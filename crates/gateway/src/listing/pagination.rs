//! Page-size parsing, window computation, and pagination links.

use std::collections::BTreeMap;

/// Sentinel accepted in `itemsPerPage` to request the full result set.
const INFINITE_SENTINEL: &str = "inf";

/// Requested page size: a positive row count or the whole result set.
#[derive(Debug, Clone, Copy, PartialEq, Eq)]
pub enum PageSize {
    Finite(u64),
    Infinite,
}

impl PageSize {
    /// Parse the `itemsPerPage` parameter.
    ///
    /// `"inf"` (case-insensitive) selects [`PageSize::Infinite`]; a positive
    /// integer selects that count; anything else falls back to `default`.
    pub fn parse(raw: Option<&str>, default: u64) -> Self {
        match raw {
            Some(s) if s.eq_ignore_ascii_case(INFINITE_SENTINEL) => PageSize::Infinite,
            Some(s) => match s.parse::<u64>() {
                Ok(n) if n > 0 => PageSize::Finite(n),
                _ => PageSize::Finite(default),
            },
            None => PageSize::Finite(default),
        }
    }
}

/// A resolved window into a result set.
#[derive(Debug, Clone, PartialEq, Eq)]
pub struct PageWindow {
    pub current_page: u64,
    pub total_pages: u64,
    pub items_per_page: PageSize,
    offset: usize,
    limit: Option<usize>,
}

impl PageWindow {
    /// Compute the window for `total` rows.
    ///
    /// `total_pages` is 1 for an infinite page size, otherwise
    /// `max(1, ceil(total / size))`; the requested page (default 1) is
    /// clamped into `1..=total_pages`.
    pub fn compute(total: usize, size: PageSize, requested_page: Option<u64>) -> Self {
        let total_pages = match size {
            PageSize::Infinite => 1,
            PageSize::Finite(per_page) => {
                ((total as u64).div_ceil(per_page)).max(1)
            }
        };
        let current_page = requested_page.unwrap_or(1).clamp(1, total_pages);

        let (offset, limit) = match size {
            PageSize::Infinite => (0, None),
            PageSize::Finite(per_page) => (
                ((current_page - 1) * per_page) as usize,
                Some(per_page as usize),
            ),
        };

        Self {
            current_page,
            total_pages,
            items_per_page: size,
            offset,
            limit,
        }
    }

    /// Slice `rows` down to this window.
    pub fn slice<'a, T>(&self, rows: &'a [T]) -> &'a [T] {
        let start = self.offset.min(rows.len());
        let end = match self.limit {
            Some(limit) => (start + limit).min(rows.len()),
            None => rows.len(),
        };
        &rows[start..end]
    }

    /// True when there is no page after the current one.
    pub fn is_last_page(&self) -> bool {
        self.current_page >= self.total_pages
    }
}

/// Relative links to the neighbouring pages, reproducing the original query
/// with `page` overwritten.
///
/// `last` points at the PREVIOUS page and exists only past page one; `next`
/// exists only before the final page. The field name is historical contract.
#[derive(Debug, Clone, PartialEq, Eq, serde::Serialize)]
pub struct PageLinks {
    #[serde(skip_serializing_if = "Option::is_none")]
    pub last: Option<String>,
    #[serde(skip_serializing_if = "Option::is_none")]
    pub next: Option<String>,
}

impl PageLinks {
    pub fn build(key: &str, query: &BTreeMap<String, String>, window: &PageWindow) -> Self {
        let last = (window.current_page > 1)
            .then(|| page_url(key, query, window.current_page - 1));
        let next = (window.current_page < window.total_pages)
            .then(|| page_url(key, query, window.current_page + 1));
        Self { last, next }
    }
}

fn page_url(key: &str, query: &BTreeMap<String, String>, page: u64) -> String {
    let mut params: BTreeMap<&str, String> = query
        .iter()
        .map(|(k, v)| (k.as_str(), v.clone()))
        .collect();
    params.insert("page", page.to_string());
    let qs = params
        .iter()
        .map(|(k, v)| format!("{k}={v}"))
        .collect::<Vec<_>>()
        .join("&");
    format!("/api/{key}?{qs}")
}
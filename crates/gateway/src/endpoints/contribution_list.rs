//! `contributionlist` — cacheable paged listing of contributions.

use async_trait::async_trait;
use axum::http::Method;
use common::DispatchError;
use serde_json::{json, Value};

use super::{maintenance_payload, ResponseKey};
use crate::dispatch::RequestContext;
use crate::listing::pagination::PageLinks;
use crate::listing::{FilterSet, PageSize, PageWindow, SortDirection, SortPolicy};
use crate::store::{ContentStore, ContributionRow};

/// Fields callers may sort the listing by; anything else falls back to
/// creation time.
const SORT_POLICY: SortPolicy = SortPolicy::new(&["created", "title", "rating", "comments"], "created");

/// Query parameters recognized as listing filters.
const FILTER_FIELDS: &[&str] = &["category", "rubric"];

/// Tag purged whenever a contribution is added.
pub const LIST_TAG: &str = "node_list";

pub struct ContributionList {
    store: ContentStore,
    default_items_per_page: u64,
}

impl ContributionList {
    pub fn new(store: ContentStore, default_items_per_page: u64) -> Self {
        Self {
            store,
            default_items_per_page,
        }
    }
}

#[async_trait]
impl ResponseKey for ContributionList {
    fn methods(&self) -> &'static [Method] {
        &[Method::GET]
    }

    fn is_cacheable(&self) -> bool {
        true
    }

    fn cache_tags(&self, _ctx: &RequestContext) -> Vec<String> {
        vec![LIST_TAG.to_owned()]
    }

    async fn execute(&self, ctx: &RequestContext) -> Result<Value, DispatchError> {
        if ctx.maintenance_active {
            return Ok(maintenance_payload());
        }

        let filters = FilterSet::from_query(&ctx.query, FILTER_FIELDS);
        let mut rows: Vec<ContributionRow> = self
            .store
            .contribution_rows()
            .await
            .into_iter()
            .filter(|row| {
                filters.matches(|field| match field {
                    "category" => Some(row.contribution.category.clone()),
                    "rubric" => Some(row.contribution.rubric.clone()),
                    _ => None,
                })
            })
            .collect();

        let sort_field = SORT_POLICY.resolve(ctx.query.get("sort").map(String::as_str));
        let direction = SortDirection::parse(ctx.query.get("direction").map(String::as_str));
        sort_rows(&mut rows, sort_field, direction);

        let total = rows.len();
        let size = PageSize::parse(
            ctx.query.get("itemsPerPage").map(String::as_str),
            self.default_items_per_page,
        );
        let requested_page = ctx.query.get("page").and_then(|p| p.parse().ok());
        let window = PageWindow::compute(total, size, requested_page);
        let links = PageLinks::build("contributionlist", &ctx.query, &window);

        let nodes: Vec<Value> = window.slice(&rows).iter().map(row_json).collect();

        Ok(json!({
            "nodes": nodes,
            "totalNodes": total,
            "pagination": {
                "currentPage": window.current_page,
                "totalPages": window.total_pages,
                "itemsPerPage": match size {
                    PageSize::Finite(n) => json!(n),
                    PageSize::Infinite => json!("inf"),
                },
            },
            "links": links,
            "lastPage": window.is_last_page(),
            "filtersApplied": filters.applied(),
            "sort": { "field": sort_field, "direction": direction.as_str() },
        }))
    }
}

fn sort_rows(rows: &mut [ContributionRow], field: &str, direction: SortDirection) {
    rows.sort_by(|a, b| {
        let ordering = match field {
            "title" => a.contribution.title.cmp(&b.contribution.title),
            "rating" => a.tally.rating().cmp(&b.tally.rating()),
            "comments" => a.comment_count.cmp(&b.comment_count),
            _ => a.contribution.created.cmp(&b.contribution.created),
        };
        match direction {
            SortDirection::Asc => ordering,
            SortDirection::Desc => ordering.reverse(),
        }
    });
}

fn row_json(row: &ContributionRow) -> Value {
    json!({
        "id": row.contribution.id,
        "title": row.contribution.title,
        "category": row.contribution.category,
        "rubric": row.contribution.rubric,
        "created": row.contribution.created,
        "comments": row.comment_count,
        "rating": row.tally.rating(),
    })
}
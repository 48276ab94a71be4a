//! Request and response types exchanged between the dispatcher and callers.
//!
//! Every API response uses the envelope `{"status": "success"|"error",
//! "data": <payload-or-message>}`. The body is pretty-printed JSON;
//! `serde_json` leaves unicode and slashes unescaped, which is the required
//! wire encoding.

use serde::{Deserialize, Serialize};
use serde_json::{json, Value};

// ---------------------------------------------------------------------------
// Response envelope
// ---------------------------------------------------------------------------

/// Outcome marker carried in the response envelope.
#[derive(Debug, Clone, Copy, PartialEq, Eq, Serialize, Deserialize)]
#[serde(rename_all = "lowercase")]
pub enum ResponseStatus {
    Success,
    Error,
}

/// A fully-formed endpoint response: the envelope payload plus the HTTP
/// status code to send it with.
///
/// Constructed once per request by the dispatcher or a handler and treated
/// as immutable afterwards; cacheable responses are stored verbatim and
/// replayed on later hits.
#[derive(Debug, Clone, PartialEq)]
pub struct ResponseContent {
    pub status: ResponseStatus,
    /// Handler payload on success; the caller-safe message on error.
    pub data: Value,
    pub http_code: u16,
}

impl ResponseContent {
    /// A successful response with HTTP 200.
    pub fn success(data: Value) -> Self {
        Self {
            status: ResponseStatus::Success,
            data,
            http_code: 200,
        }
    }

    /// An error response carrying `message` and the given HTTP status.
    pub fn error(message: impl Into<String>, http_code: u16) -> Self {
        Self {
            status: ResponseStatus::Error,
            data: Value::String(message.into()),
            http_code,
        }
    }

    /// The JSON envelope for this response.
    pub fn envelope(&self) -> Value {
        let status = match self.status {
            ResponseStatus::Success => "success",
            ResponseStatus::Error => "error",
        };
        json!({ "status": status, "data": self.data })
    }

    /// Serialise the envelope to the wire body (pretty-printed).
    pub fn to_body(&self) -> String {
        serde_json::to_string_pretty(&self.envelope())
            .unwrap_or_else(|_| r#"{"status":"error","data":"serialisation failure"}"#.to_owned())
    }
}

// ---------------------------------------------------------------------------
// Cookies
// ---------------------------------------------------------------------------

/// A cookie a handler asks the server to set alongside its payload.
///
/// Issued only on cache-miss executions — a cache hit replays a response
/// that was fully formed on an earlier request and sets nothing.
#[derive(Debug, Clone, PartialEq, Eq, Serialize, Deserialize)]
pub struct Cookie {
    pub name: String,
    pub value: String,
    /// Lifetime in seconds; session cookie when absent.
    pub max_age_secs: Option<u64>,
    pub path: String,
}

impl Cookie {
    /// A session cookie scoped to `/`.
    pub fn new(name: impl Into<String>, value: impl Into<String>) -> Self {
        Self {
            name: name.into(),
            value: value.into(),
            max_age_secs: None,
            path: "/".into(),
        }
    }

    /// Set the cookie lifetime in seconds.
    pub fn with_max_age(mut self, secs: u64) -> Self {
        self.max_age_secs = Some(secs);
        self
    }
}

// ---------------------------------------------------------------------------
// Health check
// ---------------------------------------------------------------------------

/// Response body for `GET /health`.
#[derive(Debug, Clone, Serialize, Deserialize)]
pub struct HealthResponse {
    /// Overall service status: `"ok"` or `"degraded"`.
    pub status: String,
    /// Number of endpoint keys registered with the dispatcher.
    pub endpoints_registered: usize,
    /// Number of entries currently held by the response cache.
    pub cache_entries: usize,
}

#[cfg(test)]
mod tests {
    use super::*;

    #[test]
    fn success_envelope_shape() {
        let content = ResponseContent::success(json!({"nodes": []}));
        let env = content.envelope();
        assert_eq!(env["status"], "success");
        assert_eq!(env["data"]["nodes"], json!([]));
        assert_eq!(content.http_code, 200);
    }

    #[test]
    fn error_envelope_carries_message() {
        let content = ResponseContent::error("Unknown key: bogus", 500);
        let env = content.envelope();
        assert_eq!(env["status"], "error");
        assert_eq!(env["data"], "Unknown key: bogus");
        assert_eq!(content.http_code, 500);
    }

    #[test]
    fn body_is_pretty_printed() {
        let body = ResponseContent::success(json!({"a": 1})).to_body();
        // Pretty output spans multiple lines with indentation.
        assert!(body.contains('\n'));
        assert!(body.contains("  \"status\""));
    }

    #[test]
    fn body_leaves_unicode_and_slashes_unescaped() {
        let body = ResponseContent::success(json!({"text": "Bürgerbeteiligung a/b"})).to_body();
        assert!(body.contains("Bürgerbeteiligung a/b"));
        assert!(!body.contains("\\u"));
        assert!(!body.contains("\\/"));
    }

    #[test]
    fn cookie_builder() {
        let c = Cookie::new("agora_voted", "7,12").with_max_age(31_536_000);
        assert_eq!(c.path, "/");
        assert_eq!(c.max_age_secs, Some(31_536_000));
    }

    #[test]
    fn health_response_serde() {
        let h = HealthResponse {
            status: "ok".into(),
            endpoints_registered: 6,
            cache_entries: 2,
        };
        let json = serde_json::to_string(&h).unwrap();
        let decoded: HealthResponse = serde_json::from_str(&json).unwrap();
        assert_eq!(decoded.endpoints_registered, 6);
    }
}
//! OpenTelemetry setup: traces and structured logs.
//!
//! Spans are exported via OTLP/gRPC when an endpoint is configured; without
//! one the subscriber stays local (JSON-formatted stdout logs only).
//!
//! # Telemetry invariants
//!
//! - **No token material or shared secrets** must appear in any span
//!   attribute or log field.
//! - Log level is configurable via `LOG_LEVEL` (default: `info`).

pub mod init;

pub use init::init_telemetry;
//! Sort-field allow-lists and direction normalisation.

/// Sort direction, defaulting to descending.
#[derive(Debug, Clone, Copy, PartialEq, Eq, Default)]
pub enum SortDirection {
    Asc,
    #[default]
    Desc,
}

impl SortDirection {
    /// Parse the `direction` parameter, case-insensitively.
    ///
    /// Anything that is not `asc` or `desc` falls back to the default.
    pub fn parse(raw: Option<&str>) -> Self {
        match raw {
            Some(s) if s.eq_ignore_ascii_case("asc") => SortDirection::Asc,
            Some(s) if s.eq_ignore_ascii_case("desc") => SortDirection::Desc,
            _ => SortDirection::default(),
        }
    }

    pub fn as_str(&self) -> &'static str {
        match self {
            SortDirection::Asc => "ASC",
            SortDirection::Desc => "DESC",
        }
    }
}

/// Per-endpoint allow-list of sortable fields.
#[derive(Debug, Clone, Copy)]
pub struct SortPolicy {
    allowed: &'static [&'static str],
    default_field: &'static str,
}

impl SortPolicy {
    /// `default_field` must itself be part of `allowed`.
    pub const fn new(allowed: &'static [&'static str], default_field: &'static str) -> Self {
        Self {
            allowed,
            default_field,
        }
    }

    /// Resolve the `sort` parameter against the allow-list; unrecognized
    /// field names fall back to the default.
    pub fn resolve(&self, requested: Option<&str>) -> &'static str {
        match requested {
            Some(field) => self
                .allowed
                .iter()
                .find(|allowed| **allowed == field)
                .copied()
                .unwrap_or(self.default_field),
            None => self.default_field,
        }
    }
}

#[cfg(test)]
mod tests {
    use super::*;

    const POLICY: SortPolicy = SortPolicy::new(&["created", "title", "rating"], "created");

    #[test]
    fn direction_parses_case_insensitively() {
        assert_eq!(SortDirection::parse(Some("asc")), SortDirection::Asc);
        assert_eq!(SortDirection::parse(Some("ASC")), SortDirection::Asc);
        assert_eq!(SortDirection::parse(Some("Desc")), SortDirection::Desc);
    }

    #[test]
    fn garbage_direction_defaults_to_desc() {
        assert_eq!(SortDirection::parse(Some("sideways")), SortDirection::Desc);
        assert_eq!(SortDirection::parse(None), SortDirection::Desc);
    }

    #[test]
    fn allowed_field_is_resolved() {
        assert_eq!(POLICY.resolve(Some("title")), "title");
    }

    #[test]
    fn unknown_field_falls_back_to_default() {
        assert_eq!(POLICY.resolve(Some("password")), "created");
        assert_eq!(POLICY.resolve(None), "created");
    }

    #[test]
    fn direction_as_str() {
        assert_eq!(SortDirection::Asc.as_str(), "ASC");
        assert_eq!(SortDirection::Desc.as_str(), "DESC");
    }
}
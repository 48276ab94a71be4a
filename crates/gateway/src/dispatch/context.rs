//! Per-request context passed explicitly through dispatch and handlers.

use std::collections::{BTreeMap, HashMap};

use axum::http::Method;
use common::error::REJECTED_MESSAGE;
use common::DispatchError;
use serde_json::Value;

/// Query parameter that bypasses the cache read (the write still happens).
pub const PARAM_NO_CACHE: &str = "noCache";

/// Query parameter carrying the shielded-request token.
pub const PARAM_TOKEN: &str = "token";

/// Everything a handler may consult about the inbound request.
///
/// Built once per request by the server layer and passed by reference; there
/// is no hidden per-request state anywhere else.
#[derive(Debug, Clone)]
pub struct RequestContext {
    pub method: Method,
    /// Optional numeric entity id taken from the path.
    pub path_id: Option<u64>,
    pub query: BTreeMap<String, String>,
    pub cookies: HashMap<String, String>,
    /// Raw request body; JSON is parsed on demand via [`Self::json_body`].
    pub body: Vec<u8>,
    /// Active multi-tenancy domain, partitioning settings and cache entries.
    pub domain: String,
    /// Snapshot of the maintenance flag taken when the request arrived.
    pub maintenance_active: bool,
}

impl RequestContext {
    pub fn new(method: Method, domain: impl Into<String>) -> Self {
        Self {
            method,
            path_id: None,
            query: BTreeMap::new(),
            cookies: HashMap::new(),
            body: Vec::new(),
            domain: domain.into(),
            maintenance_active: false,
        }
    }

    pub fn with_path_id(mut self, id: u64) -> Self {
        self.path_id = Some(id);
        self
    }

    pub fn with_query_param(mut self, key: impl Into<String>, value: impl Into<String>) -> Self {
        self.query.insert(key.into(), value.into());
        self
    }

    pub fn with_cookie(mut self, name: impl Into<String>, value: impl Into<String>) -> Self {
        self.cookies.insert(name.into(), value.into());
        self
    }

    pub fn with_body(mut self, body: impl Into<Vec<u8>>) -> Self {
        self.body = body.into();
        self
    }

    pub fn with_maintenance(mut self, active: bool) -> Self {
        self.maintenance_active = active;
        self
    }

    /// Whether the request asked to bypass the cache read.
    pub fn no_cache(&self) -> bool {
        self.query.contains_key(PARAM_NO_CACHE)
    }

    /// The shielded-request token, if supplied.
    pub fn token(&self) -> Option<&str> {
        self.query.get(PARAM_TOKEN).map(String::as_str)
    }

    /// Parse the body as JSON.
    ///
    /// # Errors
    ///
    /// An empty or non-JSON body yields a [`DispatchError::MalformedRequest`]
    /// with the generic rejection message.
    pub fn json_body(&self) -> Result<Value, DispatchError> {
        if self.body.is_empty() {
            return Err(DispatchError::MalformedRequest(REJECTED_MESSAGE.into()));
        }
        serde_json::from_slice(&self.body)
            .map_err(|_| DispatchError::MalformedRequest(REJECTED_MESSAGE.into()))
    }

    /// Compose the cache key for this request under endpoint `key`:
    /// `{domain}/{key}/{pathId}{queryJson}`.
    ///
    /// `noCache` and `token` are transport concerns and excluded, so a
    /// `noCache` refresh writes the entry subsequent normal requests read.
    /// All other parameters participate, keeping cached entries fully
    /// reproducible from `(domain, key, pathId, query)`.
    pub fn cache_key(&self, key: &str) -> String {
        let filtered: BTreeMap<&String, &String> = self
            .query
            .iter()
            .filter(|(k, _)| k.as_str() != PARAM_NO_CACHE && k.as_str() != PARAM_TOKEN)
            .collect();
        let query_json = serde_json::to_string(&filtered).unwrap_or_else(|_| "{}".into());
        let id_part = self.path_id.map(|id| id.to_string()).unwrap_or_default();
        format!("{}/{}/{}{}", self.domain, key, id_part, query_json)
    }
}
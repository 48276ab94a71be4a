//! Paged-listing policy: page windows, pagination links, sort resolution,
//! and filter echo.
//!
//! Listing endpoints compose these pieces instead of inheriting them: a
//! [`pagination::PageWindow`] derived from the query, a [`sort::SortPolicy`]
//! with a per-endpoint allow-list, and a [`filter::FilterSet`] built from the
//! recognized filter parameters.

pub mod filter;
pub mod pagination;
pub mod sort;

pub use filter::FilterSet;
pub use pagination::{PageSize, PageWindow};
pub use sort::{SortDirection, SortPolicy};
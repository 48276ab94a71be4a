//! `agora-rest-svc` — gateway binary entry point.
//!
//! Startup sequence:
//! 1. Load and validate [`Config`] from environment variables.
//! 2. Initialise the telemetry pipeline (tracing, optional OTLP export).
//! 3. Build the core collaborators: content store, response cache,
//!    maintenance flag, token verifier.
//! 4. Register every endpoint with the [`dispatch::EndpointRegistry`].
//! 5. Assemble the [`dispatch::Dispatcher`].
//! 6. Build the Axum router and start the server.

mod cache;
mod config;
mod dispatch;
mod endpoints;
mod listing;
mod maintenance;
mod server;
mod store;
mod telemetry;
mod token;

use std::sync::Arc;

use anyhow::Result;
use tracing::info;

use cache::ResponseCache;
use config::Config;
use dispatch::Dispatcher;
use maintenance::MaintenanceMode;
use server::state::AppState;
use store::ContentStore;
use token::{Clock, SystemClock, TokenVerifier};

#[tokio::main]
async fn main() -> Result<()> {
    // -----------------------------------------------------------------------
    // 1. Configuration
    // -----------------------------------------------------------------------
    let cfg = Config::from_env().map_err(|e| {
        // Telemetry is not yet up; write to stderr directly.
        eprintln!("ERROR: configuration invalid: {e}");
        e
    })?;

    // -----------------------------------------------------------------------
    // 2. Telemetry
    // -----------------------------------------------------------------------
    telemetry::init_telemetry(cfg.otel_exporter_otlp_endpoint.as_deref(), &cfg.log_level)?;
    info!(
        version = env!("CARGO_PKG_VERSION"),
        listen_port = cfg.listen_port,
        "agora-rest-svc starting"
    );

    // -----------------------------------------------------------------------
    // 3. Core collaborators
    // -----------------------------------------------------------------------
    let store = ContentStore::new();
    let response_cache = ResponseCache::new();
    let maintenance = MaintenanceMode::new(cfg.maintenance_mode);
    let clock: Arc<dyn Clock> = Arc::new(SystemClock);

    // -----------------------------------------------------------------------
    // 4. Endpoint registry
    // -----------------------------------------------------------------------
    let registry = endpoints::register_all(
        store,
        response_cache.clone(),
        clock.clone(),
        cfg.default_items_per_page,
    );
    info!(endpoints = registry.len(), "endpoint registry built");

    // -----------------------------------------------------------------------
    // 5. Dispatcher
    // -----------------------------------------------------------------------
    let verifier = TokenVerifier::new(&cfg.token_passphrase, cfg.shared_secret.clone(), clock);
    let dispatcher = Arc::new(Dispatcher::new(registry, response_cache.clone(), verifier));

    // -----------------------------------------------------------------------
    // 6. HTTP server
    // -----------------------------------------------------------------------
    let state = AppState::new(
        dispatcher,
        response_cache,
        maintenance,
        cfg.domain_header_name.clone(),
    );
    let router = server::router::build(state);

    let addr: std::net::SocketAddr = ([0, 0, 0, 0], cfg.listen_port).into();
    info!(addr = %addr, "listening");

    let listener = tokio::net::TcpListener::bind(addr).await?;
    axum::serve(listener, router).await?;

    Ok(())
}
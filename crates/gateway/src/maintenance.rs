//! Lock-free maintenance-mode flag.
//!
//! Handlers consult the flag at the top of their bodies and return a fixed
//! maintenance payload when it is active. The check sits INSIDE handler
//! execution rather than in the dispatcher, so a maintenance response passes
//! through the same cache machinery as any other response — including being
//! cached. A stale maintenance payload can therefore outlive the maintenance
//! window until its endpoint tag is invalidated; operators clearing the flag
//! should also purge `agoraRestEndpoint`.

use std::sync::Arc;

use arc_swap::ArcSwap;

/// Shared maintenance-mode state, cheap to read on every request.
#[derive(Clone, Debug)]
pub struct MaintenanceMode {
    inner: Arc<ArcSwap<bool>>,
}

impl MaintenanceMode {
    pub fn new(active: bool) -> Self {
        Self {
            inner: Arc::new(ArcSwap::from_pointee(active)),
        }
    }

    /// Lock-free read of the current state.
    pub fn is_active(&self) -> bool {
        **self.inner.load()
    }

    /// Flip the flag at runtime.
    pub fn set(&self, active: bool) {
        self.inner.store(Arc::new(active));
    }
}

impl Default for MaintenanceMode {
    fn default() -> Self {
        Self::new(false)
    }
}
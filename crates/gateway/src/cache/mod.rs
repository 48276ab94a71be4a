//! Response cache with tag-based bulk invalidation.
//!
//! Fully-formed [`common::ResponseContent`] values are stored under composite
//! keys of the form `{domain}/{endpointKey}/{pathId}{queryJson}`. Entries
//! live until a tag they carry is invalidated; there is no TTL. The `noCache`
//! query flag bypasses the read path only — a bypassed request still writes
//! its result, refreshing the entry for subsequent readers.

pub mod store;

pub use store::ResponseCache;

◆ WHAT YOU ARE ASKED TO DO
Return, in full, every line of these entries that holds "BTreeMap".

◆ WRITTEN SOLUTION
use std::collections::BTreeMap;
    pub fn build(key: &str, query: &BTreeMap<String, String>, window: &PageWindow) -> Self {
fn page_url(key: &str, query: &BTreeMap<String, String>, page: u64) -> String {
    let mut params: BTreeMap<&str, String> = query
use std::collections::{BTreeMap, HashMap};
    pub query: BTreeMap<String, String>,
            query: BTreeMap::new(),
        let filtered: BTreeMap<&String, &String> = self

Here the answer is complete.